### [Task brief]
Every line below that has the string "FinancePack" needs to be copied.

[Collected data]
******
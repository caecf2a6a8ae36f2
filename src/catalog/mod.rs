//! 产品类型目录：产品类型 -> (模板资源, 必填字段) 的封闭映射

use serde::{Deserialize, Serialize};

use crate::error::AutopreneurError;
use crate::types::Payload;

/// 产品套件
#[derive(Debug, Serialize, Deserialize, Clone, Copy, PartialEq, Eq, Hash)]
#[serde(rename_all = "snake_case")]
pub enum Suite {
    UmkmProductivity,
    ShopeeToolkit,
    CanvaAssets,
    FinancePack,
    Seasonal,
}

impl Suite {
    pub const ALL: [Suite; 5] = [
        Suite::UmkmProductivity,
        Suite::ShopeeToolkit,
        Suite::CanvaAssets,
        Suite::FinancePack,
        Suite::Seasonal,
    ];

    /// 模板资源的目录名
    pub fn as_str(&self) -> &'static str {
        match self {
            Suite::UmkmProductivity => "umkm_productivity",
            Suite::ShopeeToolkit => "shopee_toolkit",
            Suite::CanvaAssets => "canva_assets",
            Suite::FinancePack => "finance_pack",
            Suite::Seasonal => "seasonal",
        }
    }

    pub fn display_name(&self) -> &'static str {
        match self {
            Suite::UmkmProductivity => "UMKM Productivity Suite",
            Suite::ShopeeToolkit => "Shopee Seller Toolkit",
            Suite::CanvaAssets => "Canva Asset Packs",
            Suite::FinancePack => "Finance & Tax Pack",
            Suite::Seasonal => "Seasonal Planners",
        }
    }

    /// 套件打包价（IDR）
    pub fn bundle_price(&self) -> u32 {
        match self {
            Suite::UmkmProductivity => 199_000,
            Suite::ShopeeToolkit => 149_000,
            Suite::CanvaAssets => 149_000,
            Suite::FinancePack => 249_000,
            Suite::Seasonal => 99_000,
        }
    }

    pub fn products(&self) -> [ProductType; 3] {
        use ProductType::*;
        match self {
            Suite::UmkmProductivity => [ContentCalendar, CaptionBank, InvoiceMacro],
            Suite::ShopeeToolkit => [KeywordTracker, HashtagClusterer, CopySwipes],
            Suite::CanvaAssets => [BatikPatterns, BrandKit, CapcutTemplates],
            Suite::FinancePack => [PajakCalculator, CashFlow, SopTemplates],
            Suite::Seasonal => [RamadanCalendar, WeddingPlanner, YearendPlanner],
        }
    }
}

impl std::fmt::Display for Suite {
    fn fmt(&self, f: &mut std::fmt::Formatter<'_>) -> std::fmt::Result {
        f.write_str(self.as_str())
    }
}

/// 产品类型
#[derive(Debug, Serialize, Deserialize, Clone, Copy, PartialEq, Eq, Hash)]
#[serde(rename_all = "snake_case")]
pub enum ProductType {
    ContentCalendar,
    CaptionBank,
    InvoiceMacro,
    KeywordTracker,
    HashtagClusterer,
    CopySwipes,
    BatikPatterns,
    BrandKit,
    CapcutTemplates,
    PajakCalculator,
    CashFlow,
    SopTemplates,
    RamadanCalendar,
    WeddingPlanner,
    YearendPlanner,
}

/// 模板分派结果
#[derive(Debug, Clone, Copy, PartialEq, Eq)]
pub struct Dispatch {
    pub template: &'static str,
    pub required_fields: &'static [&'static str],
}

/// 可导出为CSV的表格字段
#[derive(Debug, Clone, Copy, PartialEq, Eq)]
pub struct CsvTable {
    /// payload中数组字段名
    pub field: &'static str,
    /// 数组元素中要导出的列
    pub columns: &'static [&'static str],
}

impl ProductType {
    pub const ALL: [ProductType; 15] = [
        ProductType::ContentCalendar,
        ProductType::CaptionBank,
        ProductType::InvoiceMacro,
        ProductType::KeywordTracker,
        ProductType::HashtagClusterer,
        ProductType::CopySwipes,
        ProductType::BatikPatterns,
        ProductType::BrandKit,
        ProductType::CapcutTemplates,
        ProductType::PajakCalculator,
        ProductType::CashFlow,
        ProductType::SopTemplates,
        ProductType::RamadanCalendar,
        ProductType::WeddingPlanner,
        ProductType::YearendPlanner,
    ];

    pub fn as_str(&self) -> &'static str {
        match self {
            ProductType::ContentCalendar => "content_calendar",
            ProductType::CaptionBank => "caption_bank",
            ProductType::InvoiceMacro => "invoice_macro",
            ProductType::KeywordTracker => "keyword_tracker",
            ProductType::HashtagClusterer => "hashtag_clusterer",
            ProductType::CopySwipes => "copy_swipes",
            ProductType::BatikPatterns => "batik_patterns",
            ProductType::BrandKit => "brand_kit",
            ProductType::CapcutTemplates => "capcut_templates",
            ProductType::PajakCalculator => "pajak_calculator",
            ProductType::CashFlow => "cash_flow",
            ProductType::SopTemplates => "sop_templates",
            ProductType::RamadanCalendar => "ramadan_calendar",
            ProductType::WeddingPlanner => "wedding_planner",
            ProductType::YearendPlanner => "yearend_planner",
        }
    }

    pub fn suite(&self) -> Suite {
        use ProductType::*;
        match self {
            ContentCalendar | CaptionBank | InvoiceMacro => Suite::UmkmProductivity,
            KeywordTracker | HashtagClusterer | CopySwipes => Suite::ShopeeToolkit,
            BatikPatterns | BrandKit | CapcutTemplates => Suite::CanvaAssets,
            PajakCalculator | CashFlow | SopTemplates => Suite::FinancePack,
            RamadanCalendar | WeddingPlanner | YearendPlanner => Suite::Seasonal,
        }
    }

    /// 模板资源ID，相对于模板目录
    pub fn template(&self) -> &'static str {
        match self {
            ProductType::ContentCalendar => "umkm_productivity/content_calendar.html",
            ProductType::CaptionBank => "umkm_productivity/caption_bank.html",
            ProductType::InvoiceMacro => "umkm_productivity/invoice_macro.html",
            ProductType::KeywordTracker => "shopee_toolkit/keyword_tracker.html",
            ProductType::HashtagClusterer => "shopee_toolkit/hashtag_clusterer.html",
            ProductType::CopySwipes => "shopee_toolkit/copy_swipes.html",
            ProductType::BatikPatterns => "canva_assets/batik_patterns.html",
            ProductType::BrandKit => "canva_assets/brand_kit.html",
            ProductType::CapcutTemplates => "canva_assets/capcut_templates.html",
            ProductType::PajakCalculator => "finance_pack/pajak_calculator.html",
            ProductType::CashFlow => "finance_pack/cash_flow.html",
            ProductType::SopTemplates => "finance_pack/sop_templates.html",
            ProductType::RamadanCalendar => "seasonal/ramadan_calendar.html",
            ProductType::WeddingPlanner => "seasonal/wedding_planner.html",
            ProductType::YearendPlanner => "seasonal/yearend_planner.html",
        }
    }

    /// payload必须包含的全部顶层字段
    pub fn required_fields(&self) -> &'static [&'static str] {
        match self {
            ProductType::ContentCalendar => {
                &["name", "description", "month", "year", "calendar_weeks"]
            }
            ProductType::CaptionBank => &["name", "description", "captions"],
            ProductType::InvoiceMacro => &["name", "description", "invoices"],
            ProductType::KeywordTracker => &[
                "name",
                "description",
                "report_date",
                "shop_name",
                "keywords",
                "recommendations",
            ],
            ProductType::HashtagClusterer => &[
                "name",
                "description",
                "clusters",
                "usage_guide",
                "monthly_calendar",
            ],
            ProductType::CopySwipes => &[
                "name",
                "description",
                "categories",
                "swipe_sections",
                "usage_tips",
            ],
            ProductType::BatikPatterns => &[
                "name",
                "description",
                "patterns",
                "usage_examples",
                "license_terms",
            ],
            ProductType::BrandKit => &[
                "name",
                "description",
                "logos",
                "colors",
                "fonts",
                "templates",
                "guidelines",
            ],
            ProductType::CapcutTemplates => &[
                "name",
                "description",
                "categories",
                "templates",
                "tutorial_steps",
            ],
            ProductType::PajakCalculator => &[
                "name",
                "description",
                "sample_data",
                "tax_rules",
                "tax_tips",
                "tax_deadlines",
            ],
            ProductType::CashFlow => &[
                "name",
                "description",
                "summary",
                "transactions",
                "income_categories",
                "expense_categories",
                "projections",
            ],
            ProductType::SopTemplates => &[
                "name",
                "description",
                "sop_categories",
                "sop_documents",
                "version",
                "last_updated",
            ],
            ProductType::RamadanCalendar => &[
                "name",
                "description",
                "location",
                "current_date",
                "prayer_times",
                "calendar_days",
                "content_categories",
                "popular_hashtags",
                "special_days",
            ],
            ProductType::WeddingPlanner => &[
                "name",
                "description",
                "couple_names",
                "wedding_date",
                "total_budget",
                "budget_items",
                "timeline",
                "vendors",
                "guest_stats",
                "guest_list",
                "todo_columns",
                "important_notes",
            ],
            ProductType::YearendPlanner => &[
                "name",
                "description",
                "year",
                "achievements",
                "goal_categories",
                "monthly_breakdown",
                "habits",
                "visions",
                "reflection_prompts",
            ],
        }
    }

    /// 是否附带CSV导出
    pub fn csv_table(&self) -> Option<CsvTable> {
        match self {
            ProductType::CaptionBank => Some(CsvTable {
                field: "captions",
                columns: &["day", "text", "hashtags"],
            }),
            ProductType::KeywordTracker => Some(CsvTable {
                field: "keywords",
                columns: &[
                    "keyword",
                    "search_volume",
                    "competition",
                    "current_position",
                    "previous_position",
                    "change",
                    "cpc_estimate",
                    "recommended_action",
                ],
            }),
            _ => None,
        }
    }
}

impl std::fmt::Display for ProductType {
    fn fmt(&self, f: &mut std::fmt::Formatter<'_>) -> std::fmt::Result {
        f.write_str(self.as_str())
    }
}

impl std::str::FromStr for ProductType {
    type Err = AutopreneurError;

    fn from_str(s: &str) -> Result<Self, Self::Err> {
        let tag = s.trim().to_lowercase();
        ProductType::ALL
            .into_iter()
            .find(|product_type| product_type.as_str() == tag)
            .ok_or_else(|| AutopreneurError::UnknownProductType(s.to_string()))
    }
}

/// 根据产品类型取得模板与必填字段
pub fn dispatch(product_type: ProductType) -> Dispatch {
    Dispatch {
        template: product_type.template(),
        required_fields: product_type.required_fields(),
    }
}

/// 按契约顺序返回payload缺失的字段
pub fn validate_payload(product_type: ProductType, payload: &Payload) -> Vec<String> {
    product_type
        .required_fields()
        .iter()
        .filter(|field| !payload.contains_key(**field))
        .map(|field| field.to_string())
        .collect()
}
//! 外部能力（调研、评分、内容生成）的抽象接口

use anyhow::Result;
use async_trait::async_trait;

use crate::catalog::ProductType;
use crate::types::Payload;

pub mod analyst;
pub mod builder;
mod prompts;

pub use analyst::AnalystAgent;
pub use builder::BuilderAgent;

/// 调研与评分
#[async_trait]
pub trait ResearchOracle: Send + Sync {
    /// 针对主题产出调研报告正文
    async fn research(&self, topic: &str) -> Result<String>;

    /// 根据报告打分；`Ok(None)` 表示回复无法解析为 0..=100 的整数
    async fn score(&self, report: &str) -> Result<Option<u8>>;
}

/// 按产品类型生成内容payload
#[async_trait]
pub trait ContentGenerator: Send + Sync {
    async fn generate(&self, topic: &str, product_type: ProductType) -> Result<Payload>;
}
******
### [The answer]
    FinancePack,
        Suite::FinancePack,
            Suite::FinancePack => "finance_pack",
            Suite::FinancePack => "Finance & Tax Pack",
            Suite::FinancePack => 249_000,
            Suite::FinancePack => [PajakCalculator, CashFlow, SopTemplates],
            PajakCalculator | CashFlow | SopTemplates => Suite::FinancePack,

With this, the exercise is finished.